As bad as the beetle infestation gets, things don't look so bad as forests in the Rockies, because many of the forests around Crater Lake are a mix of species, such as mountain hemlock, which is not attacked by the beetles or the blister rust, Ackerman said.
Unlike Northern Canada, where beetle infestations appear to have been promoted by global warming, Oregon has seen periodic infestations for more than a century, said U.S. Forest Service entomologist Andris Eglitis. The cycles appear to be tied to the prevalence of mature lodgepole pine trees, the insects' favorite food. Infestations have been recorded in the 1980s, the early 1900s and the 1840s.

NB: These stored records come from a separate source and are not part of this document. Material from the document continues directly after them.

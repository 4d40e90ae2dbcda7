//! # Engine façade
//!
//! [`FitEngine`] bundles a spectral grid, the interpolator configured from the
//! fit parameters, and the [`FitParams`] themselves into one handle, so
//! callers set everything up once and then fit single spectra, composites, or
//! whole target sets without re-threading configuration through every call.
//!
//! ## Example
//!
//! ```rust,no_run
//! use std::sync::Arc;
//! use specfit::{FitEngine, FitParams, Parameter, ParameterVector, SpectralGrid};
//!
//! # fn load_grid() -> SpectralGrid { unimplemented!() }
//! let grid = Arc::new(load_grid());
//! let engine = FitEngine::new(grid, FitParams::default()).unwrap();
//!
//! let initial: ParameterVector = [
//!     Parameter::new("teff", 5750.0),
//!     Parameter::new("logg", 4.4),
//! ]
//! .into_iter()
//! .collect();
//! # let observed = unimplemented!();
//! let result = engine.fit_single(&observed, &initial, &["teff", "logg"]).unwrap();
//! println!("chi2_red = {}", result.reduced_chi2);
//! ```

use std::sync::Arc;

use crate::constants::TargetSet;
use crate::fit::batch::{BatchFit, FullFitResult};
use crate::fit::multi::{Component, MultiFit, MultiFitResult};
use crate::fit::single::ParamsFit;
use crate::fit::{FitParams, FitResult};
use crate::grid::SpectralGrid;
use crate::interpolate::GridInterpolator;
use crate::params::ParameterVector;
use crate::specfit_errors::SpecfitError;
use crate::spectrum::Spectrum;

/// Shared handle over a grid, its interpolator, and the fit configuration.
pub struct FitEngine {
    grid: Arc<SpectralGrid>,
    interpolator: GridInterpolator,
    params: FitParams,
}

impl FitEngine {
    /// Build an engine over a loaded grid.
    ///
    /// The interpolator inherits `extrapolation_tolerance` and
    /// `overshoot_margin` from the fit parameters.
    ///
    /// Errors
    /// ----------
    /// * [`SpecfitError::EmptyGrid`] – the grid holds no spectra.
    pub fn new(grid: Arc<SpectralGrid>, params: FitParams) -> Result<Self, SpecfitError> {
        if grid.is_empty() {
            return Err(SpecfitError::EmptyGrid);
        }
        let interpolator = GridInterpolator::new(Arc::clone(&grid))
            .with_extrapolation_tolerance(params.extrapolation_tolerance)
            .with_overshoot_margin(params.overshoot_margin);
        Ok(Self {
            grid,
            interpolator,
            params,
        })
    }

    pub fn grid(&self) -> &SpectralGrid {
        &self.grid
    }

    pub fn interpolator(&self) -> &GridInterpolator {
        &self.interpolator
    }

    pub fn params(&self) -> &FitParams {
        &self.params
    }

    /// Interpolate a synthetic spectrum at the given parameters.
    pub fn synthesize(&self, params: &ParameterVector) -> Result<Spectrum, SpecfitError> {
        self.interpolator.interpolate(params)
    }

    /// Single-pass fit of one observed spectrum.
    pub fn fit_single(
        &self,
        observed: &Spectrum,
        initial: &ParameterVector,
        free: &[&str],
    ) -> Result<FitResult, SpecfitError> {
        ParamsFit::new(&self.interpolator, &self.params).fit(observed, initial, free)
    }

    /// Iterative multi-component fit of one observed spectrum.
    pub fn fit_target(
        &self,
        observed: &Spectrum,
        components: &[Component],
    ) -> Result<MultiFitResult, SpecfitError> {
        MultiFit::new(&self.interpolator, &self.params).fit(observed, components)
    }

    /// Iterative fit with caller-driven cancellation between passes.
    pub fn fit_target_with_cancel<F>(
        &self,
        observed: &Spectrum,
        components: &[Component],
        should_cancel: F,
    ) -> Result<MultiFitResult, SpecfitError>
    where
        F: FnMut() -> bool,
    {
        MultiFit::new(&self.interpolator, &self.params).fit_with_cancel(
            observed,
            components,
            should_cancel,
        )
    }

    /// Fit every target of a set sequentially.
    pub fn fit_all(&self, targets: &TargetSet, components: &[Component]) -> FullFitResult {
        targets.fit_all(&self.interpolator, &self.params, components)
    }

    /// Fit every target of a set on the rayon thread pool.
    pub fn par_fit_all(&self, targets: &TargetSet, components: &[Component]) -> FullFitResult {
        targets.par_fit_all(&self.interpolator, &self.params, components)
    }
}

At the peak of this latest infestation, in 2007, about 1 million acres of forest were under attack, Eglitis said. That is about half the area during the peak of the 1980s.
But it is still complicating efforts to protect whitebark pine, which are commonly seen around the rim of the lake, on Mount Scott, and on the highest cinder cones, said Beck. The park has been planting seed from trees that are resistant to blister rust, but many of them have since been killed by the beetles. Beetles have been seen in whitebark pine in the park since 2007, and the insects became the leading cause of mortality in 2009, she said.
"We keep hoping to see signs of it slowing, but what we see so far this summer is it is ongoing," Beck said.